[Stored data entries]
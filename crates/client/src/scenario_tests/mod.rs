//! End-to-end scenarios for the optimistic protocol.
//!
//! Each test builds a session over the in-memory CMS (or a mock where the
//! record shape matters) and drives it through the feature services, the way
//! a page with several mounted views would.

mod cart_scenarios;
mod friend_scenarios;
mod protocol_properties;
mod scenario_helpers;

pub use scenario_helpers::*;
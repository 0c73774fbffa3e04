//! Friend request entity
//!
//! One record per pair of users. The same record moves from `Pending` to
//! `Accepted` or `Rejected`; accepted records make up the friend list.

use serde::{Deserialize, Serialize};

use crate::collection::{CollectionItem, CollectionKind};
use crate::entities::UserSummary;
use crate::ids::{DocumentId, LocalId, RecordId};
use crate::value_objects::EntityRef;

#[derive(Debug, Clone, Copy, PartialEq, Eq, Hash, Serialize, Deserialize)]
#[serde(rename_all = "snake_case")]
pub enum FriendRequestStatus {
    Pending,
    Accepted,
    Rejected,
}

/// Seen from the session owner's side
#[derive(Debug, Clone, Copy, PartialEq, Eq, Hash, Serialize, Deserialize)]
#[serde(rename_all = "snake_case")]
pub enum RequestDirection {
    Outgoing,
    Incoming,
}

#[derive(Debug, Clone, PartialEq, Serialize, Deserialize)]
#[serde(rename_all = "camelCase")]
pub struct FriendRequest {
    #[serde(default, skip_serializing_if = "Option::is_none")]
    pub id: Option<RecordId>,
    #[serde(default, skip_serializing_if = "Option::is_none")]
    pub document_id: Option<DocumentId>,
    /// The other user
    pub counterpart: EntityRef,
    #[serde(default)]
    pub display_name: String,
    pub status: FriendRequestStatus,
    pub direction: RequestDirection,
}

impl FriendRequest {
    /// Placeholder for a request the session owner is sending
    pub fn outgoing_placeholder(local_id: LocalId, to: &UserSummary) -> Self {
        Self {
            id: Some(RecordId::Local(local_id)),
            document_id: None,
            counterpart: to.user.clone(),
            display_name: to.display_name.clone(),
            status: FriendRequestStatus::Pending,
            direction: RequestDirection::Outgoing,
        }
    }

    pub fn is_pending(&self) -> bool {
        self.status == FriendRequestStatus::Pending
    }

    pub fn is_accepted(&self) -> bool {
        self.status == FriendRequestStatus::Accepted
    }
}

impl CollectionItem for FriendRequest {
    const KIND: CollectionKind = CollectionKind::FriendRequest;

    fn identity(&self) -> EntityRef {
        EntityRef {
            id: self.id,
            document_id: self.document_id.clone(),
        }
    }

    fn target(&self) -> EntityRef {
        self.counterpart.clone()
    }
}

_WHAT YOU ARE ASKED TO DO_. Out of the records, collect only those lines that contain the string "Serialize".

_EXERCISE RESPONSE_.
use serde::{Deserialize, Serialize};
#[derive(Debug, Clone, Copy, PartialEq, Eq, Hash, Serialize, Deserialize)]
#[derive(Debug, Clone, Copy, PartialEq, Eq, Hash, Serialize, Deserialize)]
#[derive(Debug, Clone, PartialEq, Serialize, Deserialize)]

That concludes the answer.